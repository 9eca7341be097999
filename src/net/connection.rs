//! Connection supervision and lifecycle tracking.
//!
//! # Responsibilities
//! - Generate unique connection IDs for tracing
//! - Count in-flight handler invocations for graceful shutdown
//! - Run each handler on its own task behind a panic boundary

use std::any::Any;
use std::backtrace::Backtrace;
use std::cell::RefCell;
use std::future::Future;
use std::net::SocketAddr;
use std::panic::AssertUnwindSafe;
use std::sync::atomic::{AtomicU64, Ordering};
use std::sync::{Arc, Once};
use std::time::Duration;

use futures_util::FutureExt;
use tokio::net::TcpStream;
use tokio::sync::watch;
use tokio::task::JoinHandle;
use tracing::Instrument;

use crate::observability::metrics;

/// Global atomic counter for connection IDs.
/// Using relaxed ordering is sufficient since we only need uniqueness, not synchronization.
static CONNECTION_ID_COUNTER: AtomicU64 = AtomicU64::new(1);

static PANIC_HOOK: Once = Once::new();

thread_local! {
    /// Backtrace of the most recent panic on this thread, taken at the panic site.
    static PANIC_BACKTRACE: RefCell<Option<Backtrace>> = const { RefCell::new(None) };
}

/// Chain a panic hook that records where each panic happened.
///
/// By the time `catch_unwind` returns the stack has already unwound, so the
/// backtrace has to be taken inside the hook. The previous hook still runs.
fn install_panic_hook() {
    PANIC_HOOK.call_once(|| {
        let previous = std::panic::take_hook();
        std::panic::set_hook(Box::new(move |info| {
            PANIC_BACKTRACE.with(|slot| *slot.borrow_mut() = Some(Backtrace::force_capture()));
            previous(info);
        }));
    });
}

/// Take the backtrace recorded by the last panic on this thread.
fn take_panic_backtrace() -> Option<Backtrace> {
    PANIC_BACKTRACE.with(|slot| slot.borrow_mut().take())
}

/// Unique identifier for a connection.
#[derive(Debug, Clone, Copy, PartialEq, Eq, Hash)]
pub struct ConnectionId(u64);

impl ConnectionId {
    /// Generate a new unique connection ID.
    pub fn new() -> Self {
        Self(CONNECTION_ID_COUNTER.fetch_add(1, Ordering::Relaxed))
    }

    /// Get the raw ID value.
    pub fn as_u64(&self) -> u64 {
        self.0
    }
}

impl Default for ConnectionId {
    fn default() -> Self {
        Self::new()
    }
}

impl std::fmt::Display for ConnectionId {
    fn fmt(&self, f: &mut std::fmt::Formatter<'_>) -> std::fmt::Result {
        write!(f, "conn-{}", self.0)
    }
}

/// Tracks in-flight handler invocations.
///
/// The count lives in a watch channel so shutdown can wait for it to reach
/// zero without polling.
#[derive(Debug, Clone)]
pub struct ConnectionTracker {
    active: Arc<watch::Sender<u64>>,
}

impl ConnectionTracker {
    /// Create a new connection tracker.
    pub fn new() -> Self {
        let (tx, _) = watch::channel(0);
        Self { active: Arc::new(tx) }
    }

    /// Record a new active connection. Returns a guard that decrements on drop.
    pub fn track(&self) -> ConnectionGuard {
        let mut now = 0;
        self.active.send_modify(|count| {
            *count += 1;
            now = *count;
        });
        metrics::record_active_connections(now);

        ConnectionGuard {
            active: Arc::clone(&self.active),
            id: ConnectionId::new(),
        }
    }

    /// Get current active connection count.
    pub fn active_count(&self) -> u64 {
        *self.active.borrow()
    }

    /// Wait until no connections are active.
    pub async fn wait_for_idle(&self) {
        let mut rx = self.active.subscribe();
        // The sender is owned by `self`; the channel stays open.
        let _ = rx.wait_for(|count| *count == 0).await;
    }

    /// Wait until no connections are active, giving up after `limit`.
    ///
    /// Returns `true` if the tracker went idle in time.
    pub async fn wait_for_idle_timeout(&self, limit: Duration) -> bool {
        tokio::time::timeout(limit, self.wait_for_idle()).await.is_ok()
    }
}

impl Default for ConnectionTracker {
    fn default() -> Self {
        Self::new()
    }
}

/// Guard that tracks a connection's lifetime.
/// Decrements active count when dropped.
#[derive(Debug)]
pub struct ConnectionGuard {
    active: Arc<watch::Sender<u64>>,
    id: ConnectionId,
}

impl ConnectionGuard {
    /// Get this connection's ID.
    pub fn id(&self) -> ConnectionId {
        self.id
    }
}

impl Drop for ConnectionGuard {
    fn drop(&mut self) {
        let mut now = 0;
        self.active.send_modify(|count| {
            *count = count.saturating_sub(1);
            now = *count;
        });
        metrics::record_active_connections(now);
        tracing::trace!(connection_id = %self.id, "Connection closed");
    }
}

/// Run `handler` for an accepted connection on a dedicated task.
///
/// The guard must be taken before calling this so the connection is counted
/// before the task exists. A panic inside the handler is logged with a
/// backtrace and ends the task like a normal return; the guard is released
/// either way.
pub fn supervise<F, Fut>(
    guard: ConnectionGuard,
    stream: TcpStream,
    peer_addr: SocketAddr,
    handler: Arc<F>,
) -> JoinHandle<()>
where
    F: Fn(TcpStream) -> Fut + Send + Sync + 'static,
    Fut: Future<Output = ()> + Send + 'static,
{
    install_panic_hook();
    let span = tracing::info_span!("connection", id = %guard.id(), peer = %peer_addr);

    tokio::spawn(
        async move {
            let _guard = guard;
            let outcome = AssertUnwindSafe(async move { handler(stream).await })
                .catch_unwind()
                .await;

            if let Err(panic) = outcome {
                // Same poll as the panic, so still on the thread that recorded it.
                let backtrace = take_panic_backtrace().unwrap_or_else(Backtrace::force_capture);
                metrics::record_handler_panic();
                tracing::error!(
                    panic = %panic_message(panic.as_ref()),
                    backtrace = %backtrace,
                    "Connection handler crashed"
                );
            }
        }
        .instrument(span),
    )
}

/// Best-effort text of a panic payload.
pub(crate) fn panic_message(payload: &(dyn Any + Send)) -> String {
    if let Some(msg) = payload.downcast_ref::<&'static str>() {
        (*msg).to_string()
    } else if let Some(msg) = payload.downcast_ref::<String>() {
        msg.clone()
    } else {
        "non-string panic payload".to_string()
    }
}

#[cfg(test)]
mod tests {
    use super::*;
    use tokio::net::TcpListener;

    #[test]
    fn connection_id_unique() {
        let id1 = ConnectionId::new();
        let id2 = ConnectionId::new();
        assert_ne!(id1, id2);
        assert!(id2.as_u64() > id1.as_u64());
    }

    #[test]
    fn connection_tracker_counts() {
        let tracker = ConnectionTracker::new();
        assert_eq!(tracker.active_count(), 0);

        let guard1 = tracker.track();
        assert_eq!(tracker.active_count(), 1);

        let guard2 = tracker.track();
        assert_eq!(tracker.active_count(), 2);

        drop(guard1);
        assert_eq!(tracker.active_count(), 1);

        drop(guard2);
        assert_eq!(tracker.active_count(), 0);
    }

    #[tokio::test]
    async fn wait_for_idle_returns_when_guards_drop() {
        let tracker = ConnectionTracker::new();
        let guard = tracker.track();

        let released = tokio::spawn(async move {
            tokio::time::sleep(Duration::from_millis(50)).await;
            drop(guard);
        });

        assert!(tracker.wait_for_idle_timeout(Duration::from_secs(2)).await);
        released.await.unwrap();
    }

    #[tokio::test]
    async fn wait_for_idle_times_out() {
        let tracker = ConnectionTracker::new();
        let _guard = tracker.track();

        assert!(!tracker.wait_for_idle_timeout(Duration::from_millis(50)).await);
        assert_eq!(tracker.active_count(), 1);
    }

    async fn connected_pair() -> (TcpStream, SocketAddr, TcpStream) {
        let listener = TcpListener::bind("127.0.0.1:0").await.unwrap();
        let addr = listener.local_addr().unwrap();
        let client = TcpStream::connect(addr).await.unwrap();
        let (server, peer) = listener.accept().await.unwrap();
        (server, peer, client)
    }

    #[tokio::test]
    async fn supervised_panic_releases_guard() {
        let tracker = ConnectionTracker::new();
        let (server, peer, _client) = connected_pair().await;

        let handler = Arc::new(|_stream: TcpStream| async move {
            panic!("handler exploded");
        });

        let task = supervise(tracker.track(), server, peer, handler);
        // The panic is contained inside the task.
        task.await.expect("task must not report a panic");
        assert_eq!(tracker.active_count(), 0);
    }

    /// Collects everything a fmt subscriber writes.
    #[derive(Clone, Default)]
    struct CapturedLogs(Arc<std::sync::Mutex<Vec<u8>>>);

    impl std::io::Write for CapturedLogs {
        fn write(&mut self, buf: &[u8]) -> std::io::Result<usize> {
            self.0.lock().unwrap().extend_from_slice(buf);
            Ok(buf.len())
        }

        fn flush(&mut self) -> std::io::Result<()> {
            Ok(())
        }
    }

    impl CapturedLogs {
        fn contents(&self) -> String {
            String::from_utf8_lossy(&self.0.lock().unwrap()).into_owned()
        }
    }

    #[inline(never)]
    fn blow_up_inside_handler() {
        panic!("handler exploded");
    }

    #[tokio::test]
    async fn logged_backtrace_names_panic_site() {
        let logs = CapturedLogs::default();
        let writer = logs.clone();
        let subscriber = tracing_subscriber::fmt()
            .with_writer(move || writer.clone())
            .with_ansi(false)
            .finish();
        // Current-thread runtime: the spawned task runs on this thread and
        // sees the scoped subscriber.
        let _default = tracing::subscriber::set_default(subscriber);

        let tracker = ConnectionTracker::new();
        let (server, peer, _client) = connected_pair().await;
        let handler = Arc::new(|_stream: TcpStream| async move {
            blow_up_inside_handler();
        });

        supervise(tracker.track(), server, peer, handler)
            .await
            .unwrap();

        let logged = logs.contents();
        assert!(logged.contains("Connection handler crashed"), "{logged}");
        assert!(logged.contains("blow_up_inside_handler"), "{logged}");
    }

    #[test]
    fn panic_message_extracts_text() {
        let payload: Box<dyn Any + Send> = Box::new("static");
        assert_eq!(panic_message(payload.as_ref()), "static");

        let payload: Box<dyn Any + Send> = Box::new(String::from("owned"));
        assert_eq!(panic_message(payload.as_ref()), "owned");

        let payload: Box<dyn Any + Send> = Box::new(7u8);
        assert_eq!(panic_message(payload.as_ref()), "non-string panic payload");
    }
}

┄┄┄┄┄┄┄┄┄┄

→ What is required
In the listing above, find the line containing "tokio::time::sleep(Duration::from_millis(50)).await;" and the line containing "#[derive(Clone, Default)]", then quote both, plus every line between them, exactly as written.

→ Result of this task
            tokio::time::sleep(Duration::from_millis(50)).await;
            drop(guard);
        });

        assert!(tracker.wait_for_idle_timeout(Duration::from_secs(2)).await);
        released.await.unwrap();
    }

    #[tokio::test]
    async fn wait_for_idle_times_out() {
        let tracker = ConnectionTracker::new();
        let _guard = tracker.track();

        assert!(!tracker.wait_for_idle_timeout(Duration::from_millis(50)).await);
        assert_eq!(tracker.active_count(), 1);
    }

    async fn connected_pair() -> (TcpStream, SocketAddr, TcpStream) {
        let listener = TcpListener::bind("127.0.0.1:0").await.unwrap();
        let addr = listener.local_addr().unwrap();
        let client = TcpStream::connect(addr).await.unwrap();
        let (server, peer) = listener.accept().await.unwrap();
        (server, peer, client)
    }

    #[tokio::test]
    async fn supervised_panic_releases_guard() {
        let tracker = ConnectionTracker::new();
        let (server, peer, _client) = connected_pair().await;

        let handler = Arc::new(|_stream: TcpStream| async move {
            panic!("handler exploded");
        });

        let task = supervise(tracker.track(), server, peer, handler);
        // The panic is contained inside the task.
        task.await.expect("task must not report a panic");
        assert_eq!(tracker.active_count(), 0);
    }

    /// Collects everything a fmt subscriber writes.
    #[derive(Clone, Default)]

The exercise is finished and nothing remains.